--- Description of the task ---
Your answer must consist of every line from the data below that includes the word "Output".

--- Available data ---

//! Record sources.
//!
//! [`RecordSource`] stands in for the warehouse: it describes the table and
//! hands over its rows. [`NdjsonSource`] reads both from local files, one
//! JSON object per line.

use std::future::Future;
use std::path::PathBuf;
use std::pin::Pin;

use dxsync_transfer::{Record, Value};
use serde::{Deserialize, Serialize};
use tracing::{debug, info};

use crate::error::SyncError;

/// A source table column.
#[derive(Debug, Clone, PartialEq, Serialize, Deserialize)]
pub struct FieldSchema {
    pub name: String,
    #[serde(default = "default_nullable")]
    pub nullable: bool,
}

fn default_nullable() -> bool {
    true
}

/// Column metadata and key constraints of a source table.
#[derive(Debug, Clone, Default, PartialEq, Serialize, Deserialize)]
pub struct TableSchema {
    pub fields: Vec<FieldSchema>,
    #[serde(default)]
    pub primary_key: Vec<String>,
}

/// Supplies table metadata and rows.
pub trait RecordSource: Send + Sync {
    /// Describes the source table's columns.
    fn table_schema(
        &self,
    ) -> Pin<Box<dyn Future<Output = Result<TableSchema, SyncError>> + Send + '_>>;

    /// Reads every row, in source order.
    fn fetch_records(
        &self,
    ) -> Pin<Box<dyn Future<Output = Result<Vec<Record>, SyncError>> + Send + '_>>;
}

/// Reads newline-delimited JSON rows and an optional JSON schema file.
///
/// Without a schema file, the schema lists the first row's keys as nullable
/// columns with no primary key.
#[derive(Debug, Clone)]
pub struct NdjsonSource {
    records_path: PathBuf,
    schema_path: Option<PathBuf>,
}

impl NdjsonSource {
    pub fn new(records_path: impl Into<PathBuf>) -> Self {
        Self {
            records_path: records_path.into(),
            schema_path: None,
        }
    }

    pub fn with_schema(mut self, schema_path: impl Into<PathBuf>) -> Self {
        self.schema_path = Some(schema_path.into());
        self
    }

    async fn read_records(&self) -> Result<Vec<Record>, SyncError> {
        let text = tokio::fs::read_to_string(&self.records_path).await?;
        let records = parse_ndjson(&text)?;
        info!(
            path = %self.records_path.display(),
            rows = records.len(),
            "fetched source rows"
        );
        Ok(records)
    }

    async fn read_schema(&self) -> Result<TableSchema, SyncError> {
        match &self.schema_path {
            Some(path) => {
                let text = tokio::fs::read_to_string(path).await?;
                let schema: TableSchema = serde_json::from_str(&text)?;
                debug!(
                    path = %path.display(),
                    fields = schema.fields.len(),
                    primary_key = ?schema.primary_key,
                    "loaded table schema"
                );
                Ok(schema)
            }
            None => {
                let records = self.read_records().await?;
                let fields = records
                    .first()
                    .map(|r| {
                        r.column_names()
                            .map(|name| FieldSchema {
                                name: name.to_string(),
                                nullable: true,
                            })
                            .collect()
                    })
                    .unwrap_or_default();
                Ok(TableSchema {
                    fields,
                    primary_key: Vec::new(),
                })
            }
        }
    }
}

impl RecordSource for NdjsonSource {
    fn table_schema(
        &self,
    ) -> Pin<Box<dyn Future<Output = Result<TableSchema, SyncError>> + Send + '_>> {
        Box::pin(self.read_schema())
    }

    fn fetch_records(
        &self,
    ) -> Pin<Box<dyn Future<Output = Result<Vec<Record>, SyncError>> + Send + '_>> {
        Box::pin(self.read_records())
    }
}

/// Parses one JSON object per non-blank line.
fn parse_ndjson(text: &str) -> Result<Vec<Record>, SyncError> {
    let mut records = Vec::new();
    for (idx, line) in text.lines().enumerate() {
        let line = line.trim();
        if line.is_empty() {
            continue;
        }
        let value: serde_json::Value =
            serde_json::from_str(line).map_err(|e| SyncError::InvalidRecord {
                line: idx + 1,
                reason: e.to_string(),
            })?;
        let serde_json::Value::Object(map) = value else {
            return Err(SyncError::InvalidRecord {
                line: idx + 1,
                reason: "expected a JSON object".into(),
            });
        };
        records.push(
            map.into_iter()
                .map(|(k, v)| (k, json_to_value(v)))
                .collect(),
        );
    }
    Ok(records)
}

fn json_to_value(v: serde_json::Value) -> Value {
    use serde_json::Value as J;
    match v {
        J::Null => Value::Null,
        J::Bool(b) => Value::Bool(b),
        J::Number(n) => {
            if let Some(i) = n.as_i64() {
                Value::Int(i)
            } else if n.is_u64() {
                // Beyond i64; keep the exact digits.
                Value::Text(n.to_string())
            } else {
                n.as_f64().map(Value::Float).unwrap_or(Value::Null)
            }
        }
        J::String(s) => Value::Text(s),
        nested @ (J::Array(_) | J::Object(_)) => Value::Text(nested.to_string()),
    }
}

#[cfg(test)]
mod tests {
    use super::*;
    use std::io::Write;

    fn write_temp(contents: &str) -> tempfile::NamedTempFile {
        let mut file = tempfile::NamedTempFile::new().unwrap();
        file.write_all(contents.as_bytes()).unwrap();
        file
    }

    #[test]
    fn parse_preserves_key_order() {
        let records = parse_ndjson(r#"{"z":1,"a":"x","m":true}"#).unwrap();
        let names: Vec<&str> = records[0].column_names().collect();
        assert_eq!(names, vec!["z", "a", "m"]);
    }

    #[test]
    fn parse_converts_scalars() {
        let records = parse_ndjson(
            r#"{"i":-3,"f":2.5,"b":false,"n":null,"s":"hi","big":18446744073709551615}"#,
        )
        .unwrap();
        let r = &records[0];
        assert_eq!(r.get("i"), Some(&Value::Int(-3)));
        assert_eq!(r.get("f"), Some(&Value::Float(2.5)));
        assert_eq!(r.get("b"), Some(&Value::Bool(false)));
        assert_eq!(r.get("n"), Some(&Value::Null));
        assert_eq!(r.get("s"), Some(&Value::Text("hi".into())));
        assert_eq!(
            r.get("big"),
            Some(&Value::Text("18446744073709551615".into()))
        );
    }

    #[test]
    fn nested_values_become_json_text() {
        let records = parse_ndjson(r#"{"tags":["a","b"],"meta":{"k":1}}"#).unwrap();
        assert_eq!(
            records[0].get("tags"),
            Some(&Value::Text(r#"["a","b"]"#.into()))
        );
        assert_eq!(
            records[0].get("meta"),
            Some(&Value::Text(r#"{"k":1}"#.into()))
        );
    }

    #[test]
    fn blank_lines_skipped() {
        let records = parse_ndjson("{\"a\":1}\n\n  \n{\"a\":2}\n").unwrap();
        assert_eq!(records.len(), 2);
    }

    #[test]
    fn non_object_line_is_rejected() {
        let err = parse_ndjson("{\"a\":1}\n[1,2]\n").unwrap_err();
        assert!(matches!(err, SyncError::InvalidRecord { line: 2, .. }));
    }

    #[test]
    fn invalid_json_reports_line() {
        let err = parse_ndjson("{\"a\":1}\n{\"a\":\n").unwrap_err();
        assert!(matches!(err, SyncError::InvalidRecord { line: 2, .. }));
    }

    #[tokio::test]
    async fn reads_records_and_schema_files() {
        let records = write_temp("{\"id\":1,\"name\":\"a\"}\n{\"id\":2,\"name\":\"b\"}\n");
        let schema = write_temp(
            r#"{"fields":[{"name":"id","nullable":false},{"name":"name"}],"primary_key":["id"]}"#,
        );

        let source = NdjsonSource::new(records.path()).with_schema(schema.path());
        let rows = source.fetch_records().await.unwrap();
        assert_eq!(rows.len(), 2);

        let table = source.table_schema().await.unwrap();
        assert_eq!(table.fields.len(), 2);
        assert!(!table.fields[0].nullable);
        assert!(table.fields[1].nullable);
        assert_eq!(table.primary_key, vec!["id"]);
    }

    #[tokio::test]
    async fn schema_inferred_without_file() {
        let records = write_temp("{\"b\":1,\"a\":2}\n");
        let source = NdjsonSource::new(records.path());

        let table = source.table_schema().await.unwrap();
        let names: Vec<&str> = table.fields.iter().map(|f| f.name.as_str()).collect();
        assert_eq!(names, vec!["b", "a"]);
        assert!(table.fields.iter().all(|f| f.nullable));
        assert!(table.primary_key.is_empty());
    }

    #[tokio::test]
    async fn missing_file_is_io_error() {
        let source = NdjsonSource::new("/nonexistent/dxsync/records.ndjson");
        assert!(matches!(
            source.fetch_records().await,
            Err(SyncError::Io(_))
        ));
    }
}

--- Result of the task ---
    ) -> Pin<Box<dyn Future<Output = Result<TableSchema, SyncError>> + Send + '_>>;
    ) -> Pin<Box<dyn Future<Output = Result<Vec<Record>, SyncError>> + Send + '_>>;
    ) -> Pin<Box<dyn Future<Output = Result<TableSchema, SyncError>> + Send + '_>> {
    ) -> Pin<Box<dyn Future<Output = Result<Vec<Record>, SyncError>> + Send + '_>> {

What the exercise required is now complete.